We did not get home before it was dark. For one reason or another we had underestimated the swiftness of twilight and the suddenness of night, especially in the threading of thick woods. When my friend, after the first five minutes’ march, had fallen over a log, and I, ten minutes after, had stuck nearly to the knees in mire, we began to have some suspicion of our direction. At last my friend said, in a low, husky voice:

“I’m afraid we’re on the wrong path. It’s pitch dark.”

“I thought we went the right way,” I said, tentatively.

“Well,” he said; and then, after a long pause, “I can’t see any telegraph poles. I’ve been looking for them.”

“So have I,” I said. “They’re so straight.”

We groped away for about two hours of darkness in the thick of the fringe of trees which seemed to dance round us in derision. Here and there, however, it was possible to trace the outline of something just too erect and rigid to be a pine tree. By these we finally felt our way home, arriving in a cold green twilight before dawn.

A Drama of Dolls

In a small grey town of stone in one of the great Yorkshire dales, which is full of history, I entered a hall and saw an old puppet-play exactly as our fathers saw it five hundred years ago. It was admirably translated from the old German, and was the original tale of Faust. The dolls were at once comic and convincing; but if you cannot at once laugh at a thing and believe in it, you have no business in the Middle Ages. Or in the world, for that matter.

The puppet-play in question belongs, I believe, to the fifteenth century; and indeed the whole legend of Dr. Faustus has the colour of that grotesque but somewhat gloomy time. It is very unfortunate that we so often know a thing that is past only by its tail end. We remember yesterday only by its sunsets.
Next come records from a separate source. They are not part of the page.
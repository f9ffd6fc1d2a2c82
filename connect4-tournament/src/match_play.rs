//! Match play - multiple games between two tiers
//!
//! Level 2 - Phase-level implementation

use connect4_core::{Difficulty, GameError};
use rayon::prelude::*;

use crate::config::ArenaConfig;
use crate::game_runner::{GameOutcome, GameRunner};

/// Result of a match, from the perspective of the two tiers passed to
/// [`play_match`] as `a` and `b`
#[derive(Clone, Debug)]
pub struct MatchResult {
    pub a: Difficulty,
    pub b: Difficulty,
    pub a_wins: u32,
    pub b_wins: u32,
    pub draws: u32,
    /// Average game length in moves
    pub avg_moves: f32,
    pub games_played: u32,
    /// Individual game outcomes
    pub outcomes: Vec<GameOutcome>,
}

impl MatchResult {
    /// Create empty result
    pub fn empty(a: Difficulty, b: Difficulty) -> Self {
        Self {
            a,
            b,
            a_wins: 0,
            b_wins: 0,
            draws: 0,
            avg_moves: 0.0,
            games_played: 0,
            outcomes: Vec::new(),
        }
    }

    /// Combine two results for the same pairing
    pub fn combine(&self, other: &MatchResult) -> MatchResult {
        let total_games = self.games_played + other.games_played;
        let avg_moves = if total_games > 0 {
            (self.avg_moves * self.games_played as f32 + other.avg_moves * other.games_played as f32)
                / total_games as f32
        } else {
            0.0
        };

        let mut outcomes = self.outcomes.clone();
        outcomes.extend(other.outcomes.iter().cloned());

        MatchResult {
            a: self.a,
            b: self.b,
            a_wins: self.a_wins + other.a_wins,
            b_wins: self.b_wins + other.b_wins,
            draws: self.draws + other.draws,
            avg_moves,
            games_played: total_games,
            outcomes,
        }
    }

    pub fn a_win_rate(&self) -> f32 {
        rate(self.a_wins, self.games_played)
    }

    pub fn b_win_rate(&self) -> f32 {
        rate(self.b_wins, self.games_played)
    }

    pub fn draw_rate(&self) -> f32 {
        rate(self.draws, self.games_played)
    }

    /// Wins = 1.0, Draws = 0.5, Losses = 0.0
    pub fn score_for_a(&self) -> f32 {
        self.a_wins as f32 + 0.5 * self.draws as f32
    }

    pub fn score_for_b(&self) -> f32 {
        self.b_wins as f32 + 0.5 * self.draws as f32
    }
}

fn rate(count: u32, games: u32) -> f32 {
    if games == 0 {
        0.0
    } else {
        count as f32 / games as f32
    }
}

/// Play a match between two tiers (Level 2 phase)
///
/// The opening move alternates each game; game `i` is seeded with
/// `base_seed + i`, so parallel and sequential runs agree.
pub fn play_match(a: Difficulty, b: Difficulty, config: &ArenaConfig) -> Result<MatchResult, GameError> {
    if config.games_per_match == 0 {
        return Ok(MatchResult::empty(a, b));
    }

    let schedule = prepare_schedule(config.games_per_match);
    let games = if config.parallel {
        schedule
            .par_iter()
            .map(|slot| Ok((slot.a_opens, play_scheduled_game(a, b, slot, config)?)))
            .collect::<Result<Vec<_>, GameError>>()?
    } else {
        schedule
            .iter()
            .map(|slot| Ok((slot.a_opens, play_scheduled_game(a, b, slot, config)?)))
            .collect::<Result<Vec<_>, GameError>>()?
    };

    let result = aggregate_results(a, b, games);
    tracing::info!(
        %a, %b,
        a_wins = result.a_wins,
        b_wins = result.b_wins,
        draws = result.draws,
        "match finished"
    );
    Ok(result)
}

// ============================================================================
// Level 3 - Steps
// ============================================================================

/// One game in a match
#[derive(Clone, Copy)]
struct ScheduledGame {
    /// Whether tier `a` opens this game
    a_opens: bool,
    /// Game index (for seeding)
    game_index: usize,
}

fn prepare_schedule(games: usize) -> Vec<ScheduledGame> {
    (0..games)
        .map(|i| ScheduledGame {
            a_opens: i % 2 == 0,
            game_index: i,
        })
        .collect()
}

fn play_scheduled_game(
    a: Difficulty,
    b: Difficulty,
    slot: &ScheduledGame,
    config: &ArenaConfig,
) -> Result<GameOutcome, GameError> {
    let seed = config.base_seed().wrapping_add(slot.game_index as u64);
    let mut runner = GameRunner::new(config.game.clone(), seed);

    if slot.a_opens {
        runner.play_game(a, b)
    } else {
        runner.play_game(b, a)
    }
}

/// Attribute each game to the tier that won it, whichever side it opened on.
///
/// Each outcome is paired with whether `a` opened, which stays unambiguous
/// when a tier plays itself.
fn aggregate_results(a: Difficulty, b: Difficulty, games: Vec<(bool, GameOutcome)>) -> MatchResult {
    let mut result = MatchResult::empty(a, b);
    let mut total_moves = 0usize;

    for (a_opened, outcome) in games {
        total_moves += outcome.moves.len();

        if outcome.is_draw() {
            result.draws += 1;
        } else if outcome.first_wins() == a_opened {
            result.a_wins += 1;
        } else {
            result.b_wins += 1;
        }
        result.outcomes.push(outcome);
    }

    result.games_played = result.outcomes.len() as u32;
    if result.games_played > 0 {
        result.avg_moves = total_moves as f32 / result.games_played as f32;
    }
    result
}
There are many instances. One is Napoleon. We always think of him as a fat old despot, ruling Europe with a ruthless military machine. But that, as Lord Rosebery would say, was only “The Last Phase”; or at least the last but one. During the strongest and most startling part of his career, the time that made him immortal, Napoleon was a sort of boy, and not a bad sort of boy either, bullet-headed and ambitious, but honestly in love with a woman, and honestly enthusiastic for a cause, the cause of French justice and equality.

Another instance is the Middle Ages, which we also remember only by the odour of their ultimate decay. We think of the life of the Middle Ages as a dance of death, full of devils and deadly sins, lepers and burning heretics. But this was not the life of the Middle Ages, but the death of the Middle Ages. It is the spirit of Louis XI and Richard III, not of Louis IX and Edward I.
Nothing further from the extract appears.